Build a threat-driven SAP security program
It’s key here to monitor for threat indicators, not just vulnerabilities. Teams need to detect privilege abuse and additional activities that routinely occur during an adversary’s dwell time. They must enable automated SAP note checks so that application code corrections are instantly made to protect against the latest attacks. They cannot allow for patching-cycle backlogs. Teams must also monitor for SAP-specific common vulnerabilities and exposures (CVEs) and exploit activity while pen-testing SAP business-critical applications.
Harden the SAP landscape throughout all layers
This includes the application of the latest SAP Security Notes, review of potential SAP services external exposures, validation of SAP backups, testing of SAP disaster recovery scenarios, confirmation of workflow-level resilience, fortification of the SAP DevSecOps pipeline, documentation of SAP incident playbooks and the training of IT and security teams on SAP-specific threats.
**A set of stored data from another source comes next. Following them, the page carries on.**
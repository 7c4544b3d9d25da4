mod common;

use std::rc::Rc;

use vizij_binding::{prop, NativeEngine};
use vizij_orchestrator::{global, Orchestrator, OrchestratorError, UpdateMode};

use common::{engine, log, ScriptTarget};

#[test]
fn install_use_and_teardown() {
    assert!(!global::is_installed());
    assert_eq!(global::with(|o| o.epoch), None);

    let engine = engine("hud");
    let dyn_engine: Rc<dyn NativeEngine> = engine.clone();
    assert!(global::install(Orchestrator::new(dyn_engine)).unwrap().is_none());
    assert!(global::is_installed());

    let events = log();
    let target = ScriptTarget::new(&engine, &events);
    global::with(|o| {
        let game = o.binding_mut().create_instance("Game").unwrap();
        let score = o
            .binding_mut()
            .property::<prop::Number>(game, "Stats/Score")
            .unwrap();
        o.binding_mut().subscribe(score, |_, _| {}).unwrap();
        o.add_target(target, UpdateMode::Auto);
    })
    .unwrap();
    assert_eq!(global::with(|o| o.step(0.016).epoch), Some(1));
    assert!(engine.outstanding_refs() > 0);

    assert!(global::teardown());
    assert!(!global::is_installed());
    assert_eq!(engine.outstanding_refs(), 0);
    assert_eq!(engine.over_releases(), 0);
    assert!(!global::teardown());
}

#[test]
fn reentrant_access_is_refused() {
    let dyn_engine: Rc<dyn NativeEngine> = engine("hud");
    global::install(Orchestrator::new(dyn_engine.clone())).unwrap();

    let nested = global::with(|_| global::with(|o| o.epoch));
    assert_eq!(nested, Some(None));

    let swapped = global::with(|_| global::install(Orchestrator::new(dyn_engine.clone())).is_err());
    assert_eq!(swapped, Some(true));

    let init = global::with(|_| {
        global::with_or_init(|| Orchestrator::new(dyn_engine.clone()), |o| o.epoch)
    });
    assert_eq!(init, Some(Err(OrchestratorError::Reentrant)));

    assert_eq!(global::with(|_| global::teardown()), Some(false));
    assert!(global::teardown());
}

#[test]
fn install_replaces_and_init_recreates() {
    let dyn_engine: Rc<dyn NativeEngine> = engine("hud");
    let first = Orchestrator::new(dyn_engine.clone());
    global::install(first).unwrap();
    global::with(|o| o.step(0.016)).unwrap();

    let previous = global::install(Orchestrator::new(dyn_engine.clone()))
        .unwrap()
        .expect("previous orchestrator");
    assert_eq!(previous.epoch, 1);
    assert_eq!(global::with(|o| o.epoch), Some(0));

    assert!(global::teardown());
    let epoch = global::with_or_init(
        || Orchestrator::new(dyn_engine.clone()),
        |o| o.step(0.016).epoch,
    );
    assert_eq!(epoch, Ok(1));
    assert_eq!(
        global::with_or_init(|| unreachable!("already installed"), |o| o.epoch),
        Ok(1)
    );
    assert!(global::teardown());
}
To be clear — and possibly comforting — This isn’t about creating more siloes and processes. It’s about integrating existing SAP applications into the processes and strategies teams are already committed to, rather than treating them as an afterthought.
When CISOs educate senior-level business leaders about the severe ramifications of SAP exploitation and downtime, they are more likely to gain needed buy-in. With this, they can implement a comprehensive strategy that incorporates SAP into the entire security planning picture, builds a threat-driven program and hardens the SAP landscape wherever it exists throughout the enterprise.
As a result, cyber adversaries who “follow the money” by targeting SAP environments will discover that this particular revenue source is now shut off from them — for 2026 and the indefinite future.